◆ EXERCISE ◆
Using the listing below, work out how many lines carry the word "BackgroundTasks", and state nothing but that number.

◆ SOURCE DATA ◆
———
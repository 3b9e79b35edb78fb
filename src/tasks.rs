use rocket::fairing::{Fairing, Info, Kind};
use rocket::tokio;
use rocket::{Orbit, Rocket};
use std::sync::Arc;
use std::time::Duration;

use crate::rate_limit::{RateLimiter, HOUR};

const LIMITER_SWEEP_EVERY: Duration = Duration::from_secs(10 * 60);

pub struct BackgroundTasks;

#[rocket::async_trait]
impl Fairing for BackgroundTasks {
    fn info(&self) -> Info {
        Info {
            name: "Background Tasks",
            kind: Kind::Liftoff,
        }
    }

    async fn on_liftoff(&self, rocket: &Rocket<Orbit>) {
        let Some(limiter) = rocket.state::<Arc<RateLimiter>>() else {
            log::warn!("[task] Rate limiter not managed; sweep disabled");
            return;
        };

        // Rate limiter sweep
        let limiter = Arc::clone(limiter);
        tokio::spawn(async move {
            loop {
                tokio::time::sleep(LIMITER_SWEEP_EVERY).await;
                let removed = limiter.cleanup(HOUR);
                if removed > 0 {
                    log::info!("[task] Forgot {} idle rate-limit keys", removed);
                }
            }
        });

        log::info!("[task] Background tasks started");
    }
}
use chrono::{DateTime, NaiveDate, Utc};
use chrono_tz::Tz;
use rand::Rng;
use serde::Serialize;

use crate::api::ApiError;
use crate::event_content::{resolve_event, EventRenderPlan};
use crate::features::FeatureFlags;
use crate::i18n::{language_info, Translator, ENGLISH};
use crate::models::event::EventType;
use crate::models::media::{MediaItem, MediaKind};
use crate::models::profile::Profile;
use crate::themes::{animation_variants, can_use_theme, default_theme, theme_by_id, MotionPreset, Theme};

#[derive(Debug, Clone, PartialEq, Serialize)]
pub struct LanguageOption {
    pub code: String,
    pub native_name: String,
    pub active: bool,
}

#[derive(Debug, Clone, PartialEq, Serialize)]
pub struct Countdown {
    pub event_name: String,
    pub date: NaiveDate,
    pub days: i64,
}

/// Which optional blocks of the page render.
#[derive(Debug, Clone, Copy, PartialEq, Eq, Serialize)]
pub struct VisibleSections {
    pub hero: bool,
    pub events: bool,
    pub gallery: bool,
    pub rsvp: bool,
    pub wishes: bool,
    pub countdown: bool,
    pub map: bool,
}

/// A profile resolved against its plan, language and the clock.
#[derive(Debug, Clone, Serialize)]
pub struct InvitationPage<'a> {
    pub profile: &'a Profile,
    #[serde(skip)]
    pub translator: &'a Translator,
    pub site_name: String,
    pub theme: &'static Theme,
    pub motion: MotionPreset,
    pub glass: bool,
    pub sections: VisibleSections,
    pub events: Vec<EventRenderPlan<'a>>,
    pub gallery: Vec<&'a MediaItem>,
    pub hero_video: Option<&'a str>,
    pub music: Option<&'a str>,
    pub countdown: Option<Countdown>,
    pub watermark: bool,
    pub languages: Vec<LanguageOption>,
}

/// The language to render in: the requested one when the profile has it
/// enabled and the plan allows more than English, otherwise English.
pub fn pick_language(profile: &Profile, flags: &FeatureFlags, requested: Option<&str>) -> String {
    match requested {
        Some(code) if code == ENGLISH => ENGLISH.to_string(),
        Some(code) if flags.multi_language && profile.enabled_languages.iter().any(|l| l == code) => {
            code.to_string()
        }
        _ => ENGLISH.to_string(),
    }
}

/// Profile theme when the plan covers it, the default otherwise.
pub fn page_theme(profile: &Profile) -> &'static Theme {
    profile
        .theme_id
        .as_deref()
        .filter(|id| can_use_theme(id, profile.plan_type))
        .map(theme_by_id)
        .unwrap_or_else(default_theme)
}

pub fn compose_page<'a, R: Rng>(
    profile: &'a Profile,
    flags: &FeatureFlags,
    translator: &'a Translator,
    now: DateTime<Utc>,
    rng: &mut R,
) -> Result<InvitationPage<'a>, ApiError> {
    compose(profile, flags, translator, None, now, rng)
}

/// Like `compose_page`, restricted to the events of one ceremony.
pub fn compose_event_page<'a, R: Rng>(
    profile: &'a Profile,
    flags: &FeatureFlags,
    translator: &'a Translator,
    event_type: EventType,
    now: DateTime<Utc>,
    rng: &mut R,
) -> Result<InvitationPage<'a>, ApiError> {
    compose(profile, flags, translator, Some(event_type), now, rng)
}

fn compose<'a, R: Rng>(
    profile: &'a Profile,
    flags: &FeatureFlags,
    translator: &'a Translator,
    only: Option<EventType>,
    now: DateTime<Utc>,
    rng: &mut R,
) -> Result<InvitationPage<'a>, ApiError> {
    if profile.is_deleted {
        return Err(ApiError::NotFound);
    }
    // The API should answer 410 itself; a stale record is still refused here.
    if profile.is_expired_at(now) {
        return Err(ApiError::Expired);
    }

    let theme = page_theme(profile);
    let enabled = &profile.sections;

    let events: Vec<EventRenderPlan<'a>> = profile
        .visible_events()
        .into_iter()
        .filter(|e| only.map(|t| e.event_type == t).unwrap_or(true))
        .map(|e| resolve_event(e, profile, flags, rng))
        .collect();

    let mut gallery: Vec<&MediaItem> = profile
        .media
        .iter()
        .filter(|m| m.kind == MediaKind::Image)
        .collect();
    gallery.sort_by_key(|m| m.order);
    gallery.truncate(flags.gallery_cap(gallery.len()));

    let hero_video = first_of_kind(profile, MediaKind::Video).filter(|_| flags.hero_video);
    let music = first_of_kind(profile, MediaKind::Audio)
        .or_else(|| events.iter().find_map(|plan| plan.music))
        .filter(|_| flags.background_music);

    let sections = VisibleSections {
        hero: enabled.hero,
        events: enabled.events && !events.is_empty(),
        gallery: enabled.gallery && !gallery.is_empty(),
        rsvp: enabled.rsvp && flags.rsvp,
        wishes: enabled.wishes && flags.guest_wishes,
        countdown: enabled.countdown && flags.countdown,
        map: enabled.map,
    };

    let countdown = if sections.countdown {
        next_countdown(&events, &profile.timezone, now)
    } else {
        None
    };

    Ok(InvitationPage {
        profile,
        translator,
        site_name: String::new(),
        theme,
        motion: animation_variants(theme.animation),
        glass: theme.glass_effect,
        sections,
        events,
        gallery,
        hero_video,
        music,
        countdown,
        watermark: flags.requires_watermark,
        languages: language_options(profile, flags, &translator.lang),
    })
}

fn first_of_kind(profile: &Profile, kind: MediaKind) -> Option<&str> {
    profile
        .media
        .iter()
        .filter(|m| m.kind == kind)
        .min_by_key(|m| m.order)
        .map(|m| m.url.as_str())
}

/// Days until the earliest upcoming event, counted in the couple's timezone.
fn next_countdown(events: &[EventRenderPlan<'_>], timezone: &str, now: DateTime<Utc>) -> Option<Countdown> {
    let tz: Tz = timezone.parse().unwrap_or(chrono_tz::Asia::Kolkata);
    let today = now.with_timezone(&tz).date_naive();

    events
        .iter()
        .filter(|plan| plan.show_countdown)
        .filter_map(|plan| plan.event.date.map(|d| (plan, d)))
        .filter(|(_, date)| *date >= today)
        .min_by_key(|(_, date)| *date)
        .map(|(plan, date)| Countdown {
            event_name: plan.event.name.clone(),
            date,
            days: (date - today).num_days(),
        })
}

fn language_options(profile: &Profile, flags: &FeatureFlags, active: &str) -> Vec<LanguageOption> {
    if !flags.multi_language {
        return Vec::new();
    }
    let mut codes: Vec<&str> = vec![ENGLISH];
    codes.extend(
        profile
            .enabled_languages
            .iter()
            .map(|c| c.as_str())
            .filter(|c| *c != ENGLISH),
    );
    if codes.len() < 2 {
        return Vec::new();
    }
    codes
        .into_iter()
        .filter_map(|code| {
            language_info(code).map(|info| LanguageOption {
                code: code.to_string(),
                native_name: info.native_name.to_string(),
                active: code == active,
            })
        })
        .collect()
}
———
◆ RESPONSE BOX ◆
2